Mandal Goutam, Das Subhasish, Padmanabhan Sriram
Cancyte Technologies Pvt. Ltd., Sri Shankara Research Center, Rangadore Memorial Hospital, Bangalore 560004, India.
J Biomol Tech. 2018 Jul;29(2):46-53. doi: 10.7171/jbt.18-2902-001. Epub 2018 Mar 23.

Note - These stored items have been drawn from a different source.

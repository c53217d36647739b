//! REST implementation of [`AuthBackend`] against a Supabase-style API.
//!
//! Credential creation goes through `/auth/v1/signup`; the profile table
//! lives behind PostgREST at `/rest/v1/profiles`. The session returned by
//! signup is held locally, mirroring the client SDK this replaces.

use std::sync::Arc;

use async_trait::async_trait;
use chrono::{Duration as ChronoDuration, Utc};
use secrecy::{ExposeSecret, SecretString};
use serde::Deserialize;
use tokio::sync::RwLock;
use tracing::debug;
use uuid::Uuid;

use crate::config::BackendConfig;
use crate::error::BackendError;

use super::{AuthBackend, NewCredential, NewProfile, Session};

/// Signup response: the created user, plus a session when the provider
/// establishes one immediately (it may not, e.g. with email confirmation
/// turned on).
#[derive(Debug, Deserialize)]
struct SignupResponse {
    user: SignupUser,
    access_token: Option<String>,
    expires_in: Option<i64>,
}

#[derive(Debug, Deserialize)]
struct SignupUser {
    id: Uuid,
}

#[derive(Debug, Deserialize)]
struct ApiError {
    #[serde(alias = "msg", alias = "error_description")]
    message: Option<String>,
}

/// HTTP backend for the identity/profile service.
pub struct RestBackend {
    config: BackendConfig,
    client: reqwest::Client,
    session: Arc<RwLock<Option<Session>>>,
}

impl RestBackend {
    pub fn new(config: BackendConfig) -> Self {
        Self {
            config,
            client: reqwest::Client::new(),
            session: Arc::new(RwLock::new(None)),
        }
    }

    fn auth_url(&self, method: &str) -> String {
        format!("{}/auth/v1/{method}", self.config.base_url)
    }

    fn rest_url(&self, table: &str) -> String {
        format!("{}/rest/v1/{table}", self.config.base_url)
    }

    fn api_key(&self) -> &str {
        self.config.api_key.expose_secret()
    }

    /// Pull the provider's error message out of a failed response,
    /// falling back to the raw body.
    async fn rejection(endpoint: &str, response: reqwest::Response) -> BackendError {
        let status = response.status().as_u16();
        let body = response.text().await.unwrap_or_default();
        let message = serde_json::from_str::<ApiError>(&body)
            .ok()
            .and_then(|e| e.message)
            .unwrap_or_else(|| {
                if body.is_empty() {
                    format!("request to {endpoint} failed")
                } else {
                    body.clone()
                }
            });
        BackendError::Rejected { status, message }
    }

    fn request_error(endpoint: &str, error: reqwest::Error) -> BackendError {
        BackendError::Request {
            endpoint: endpoint.to_string(),
            reason: error.to_string(),
        }
    }
}

#[async_trait]
impl AuthBackend for RestBackend {
    async fn create_credential(&self, cred: &NewCredential) -> Result<Uuid, BackendError> {
        let endpoint = self.auth_url("signup");
        let body = serde_json::json!({
            "email": cred.email,
            "password": cred.password.expose_secret(),
            "data": {
                "full_name": cred.full_name,
                "role": cred.role,
            },
        });

        let response = self
            .client
            .post(&endpoint)
            .header("apikey", self.api_key())
            .json(&body)
            .send()
            .await
            .map_err(|e| Self::request_error(&endpoint, e))?;

        if !response.status().is_success() {
            return Err(Self::rejection(&endpoint, response).await);
        }

        let signup: SignupResponse = response
            .json()
            .await
            .map_err(|e| BackendError::InvalidResponse(e.to_string()))?;

        // Keep the session the provider handed back, if any
        if let Some(token) = signup.access_token {
            let expires_at = signup
                .expires_in
                .map(|secs| Utc::now() + ChronoDuration::seconds(secs));
            *self.session.write().await = Some(Session {
                user_id: signup.user.id,
                access_token: SecretString::from(token),
                expires_at,
            });
        }

        debug!(user_id = %signup.user.id, "Credential created");
        Ok(signup.user.id)
    }

    async fn get_session(&self) -> Result<Option<Session>, BackendError> {
        let session = self.session.read().await;
        match session.as_ref() {
            Some(s) if s.expires_at.is_none_or(|at| at > Utc::now()) => Ok(Some(s.clone())),
            _ => Ok(None),
        }
    }

    async fn insert_profile(&self, profile: &NewProfile) -> Result<(), BackendError> {
        let endpoint = self.rest_url("profiles");
        let session = self.get_session().await?.ok_or_else(|| BackendError::Rejected {
            status: 401,
            message: "no session for profile insert".to_string(),
        })?;

        let response = self
            .client
            .post(&endpoint)
            .header("apikey", self.api_key())
            .bearer_auth(session.access_token.expose_secret())
            .header("Prefer", "return=minimal")
            .json(profile)
            .send()
            .await
            .map_err(|e| Self::request_error(&endpoint, e))?;

        if !response.status().is_success() {
            return Err(Self::rejection(&endpoint, response).await);
        }

        debug!(user_id = %profile.id, handle = %profile.handle, "Profile row created");
        Ok(())
    }

    async fn handle_exists(&self, handle: &str) -> Result<bool, BackendError> {
        let endpoint = self.rest_url("profiles");
        let response = self
            .client
            .get(&endpoint)
            .header("apikey", self.api_key())
            .bearer_auth(self.api_key())
            .query(&[("handle", format!("eq.{handle}")), ("select", "handle".to_string())])
            .send()
            .await
            .map_err(|e| Self::request_error(&endpoint, e))?;

        if !response.status().is_success() {
            return Err(Self::rejection(&endpoint, response).await);
        }

        let rows: Vec<serde_json::Value> = response
            .json()
            .await
            .map_err(|e| BackendError::InvalidResponse(e.to_string()))?;
        Ok(!rows.is_empty())
    }
}
use async_trait::async_trait;
use google_cloud_bigquery::client::{Client, ClientConfig};
use google_cloud_bigquery::http::job::get::GetJobRequest;
use google_cloud_bigquery::http::job::{
    CreateDisposition, Job, JobConfiguration, JobConfigurationLoad, JobReference, JobState,
    JobType, WriteDisposition,
};
use google_cloud_bigquery::http::table::{
    SourceFormat, TableFieldMode, TableFieldSchema, TableFieldType, TableReference, TableSchema,
};
use std::time::Duration;
use tracing::{debug, info};
use uuid::Uuid;

use super::{LoadReport, TableLoader};
use crate::error::{PipelineError, Result};
use crate::schema::{ColumnType, TRANSACTION_COLUMNS};

/// Warehouse view of the transaction contract. Order matters: CSV loads are
/// positional.
pub fn bigquery_schema() -> TableSchema {
    let fields = TRANSACTION_COLUMNS
        .iter()
        .map(|col| TableFieldSchema {
            name: col.name.to_string(),
            data_type: match col.ty {
                ColumnType::Integer => TableFieldType::Integer,
                ColumnType::String => TableFieldType::String,
                ColumnType::Float => TableFieldType::Float,
                ColumnType::Date => TableFieldType::Date,
            },
            mode: Some(if col.required {
                TableFieldMode::Required
            } else {
                TableFieldMode::Nullable
            }),
            ..Default::default()
        })
        .collect();
    TableSchema { fields }
}

/// Load jobs against `project.dataset.table`, polled to completion.
#[derive(Clone)]
pub struct BigQueryLoader {
    client: Client,
    project: String,
    dataset: String,
    table: String,
    location: Option<String>,
    poll_interval: Duration,
}

impl std::fmt::Debug for BigQueryLoader {
    fn fmt(&self, f: &mut std::fmt::Formatter<'_>) -> std::fmt::Result {
        write!(f, "BigQueryLoader<{}>", self.destination())
    }
}

impl BigQueryLoader {
    /// Authenticate via ADC. `project` wins over the credentials' project.
    pub async fn connect(
        project: Option<String>,
        dataset: impl Into<String>,
        table: impl Into<String>,
        location: Option<String>,
        poll_interval: Duration,
    ) -> Result<Self> {
        let dataset = dataset.into();
        let (cfg, project_from_creds) = ClientConfig::new_with_auth()
            .await
            .map_err(|e| PipelineError::load_job(&dataset, format!("authenticate: {e}")))?;
        let project = project.or(project_from_creds).ok_or_else(|| {
            PipelineError::load_job(&dataset, "no project configured and none in credentials")
        })?;
        let client = Client::new(cfg)
            .await
            .map_err(|e| PipelineError::load_job(&dataset, format!("client: {e}")))?;
        info!(project = %project, dataset = %dataset, "authenticated BigQuery client");

        Ok(Self {
            client,
            project,
            dataset,
            table: table.into(),
            location,
            poll_interval,
        })
    }

    fn load_job(&self, job_id: &str, source_uri: &str) -> Job {
        Job {
            job_reference: JobReference {
                project_id: self.project.clone(),
                job_id: job_id.to_string(),
                location: self.location.clone(),
            },
            configuration: JobConfiguration {
                job: JobType::Load(JobConfigurationLoad {
                    source_uris: vec![source_uri.to_string()],
                    destination_table: TableReference {
                        project_id: self.project.clone(),
                        dataset_id: self.dataset.clone(),
                        table_id: self.table.clone(),
                    },
                    schema: Some(bigquery_schema()),
                    source_format: Some(SourceFormat::Csv),
                    skip_leading_rows: Some(1),
                    create_disposition: Some(CreateDisposition::CreateIfNeeded),
                    write_disposition: Some(WriteDisposition::WriteAppend),
                    ..Default::default()
                }),
                ..Default::default()
            },
            ..Default::default()
        }
    }
}

#[async_trait]
impl TableLoader for BigQueryLoader {
    async fn append_csv(&self, source_uri: &str) -> Result<LoadReport> {
        let job_id = format!("transloader_{}", Uuid::new_v4().simple());
        let mut job = self
            .client
            .job()
            .create(&self.load_job(&job_id, source_uri))
            .await
            .map_err(|e| PipelineError::load_job(source_uri, e))?;
        debug!(job_id = %job_id, uri = %source_uri, "submitted load job");

        let poll = GetJobRequest {
            location: self.location.clone(),
        };
        while !matches!(job.status.state, JobState::Done) {
            tokio::time::sleep(self.poll_interval).await;
            job = self
                .client
                .job()
                .get(&self.project, &job_id, &poll)
                .await
                .map_err(|e| PipelineError::load_job(source_uri, e))?;
        }

        if let Some(err) = job.status.error_result {
            let mut message = err.message.unwrap_or_else(|| "unknown error".into());
            if let Some(reason) = err.reason {
                message = format!("{reason}: {message}");
            }
            return Err(PipelineError::load_job(source_uri, message));
        }

        // output row counts are in job statistics, which are not fetched here
        Ok(LoadReport { job_id, rows: None })
    }

    fn destination(&self) -> String {
        format!("{}.{}.{}", self.project, self.dataset, self.table)
    }
}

High quality and sufficient quantity of genomic DNA (gDNA) are the primary requisites of several molecular biologic applications, including clinical studies related to genetics, genomics, gene polymorphism, and DNA fingerprinting. Whole blood is the primary source of gDNA in most of the clinical investigations. Currently, commercial kits are primarily used to achieve these goals. However, the use of kits is limited by the cost and involvement of several centrifugal steps. Other methods reported are either laborious or do not produce high quality or quantity of gDNA or both. Here, we present the data on the development of a centrifugation-free, cost-effective, and user-friendly method for the isolation of human gDNA from the buffy coat of human blood that involves limited numbers of steps with about 15 min of hands-on time per sample.
高质量和足够数量的基因组DNA(gDNA)是多种分子生物学应用的首要条件,包括与遗传学、基因组学、基因多态性和DNA指纹识别相关的临床研究。在大多数临床研究中,全血是gDNA的主要来源。目前,主要使用商业试剂盒来实现这些目标。然而,试剂盒的使用受到成本和多个离心步骤的限制。报道的其他方法要么费力,要么无法产生高质量或高数量的gDNA,或者两者都无法实现。在此,我们展示了一种从人血的血沉棕黄层中分离人gDNA的无离心、经济高效且用户友好的方法的开发数据,该方法步骤有限,每个样本的实际操作时间约为15分钟。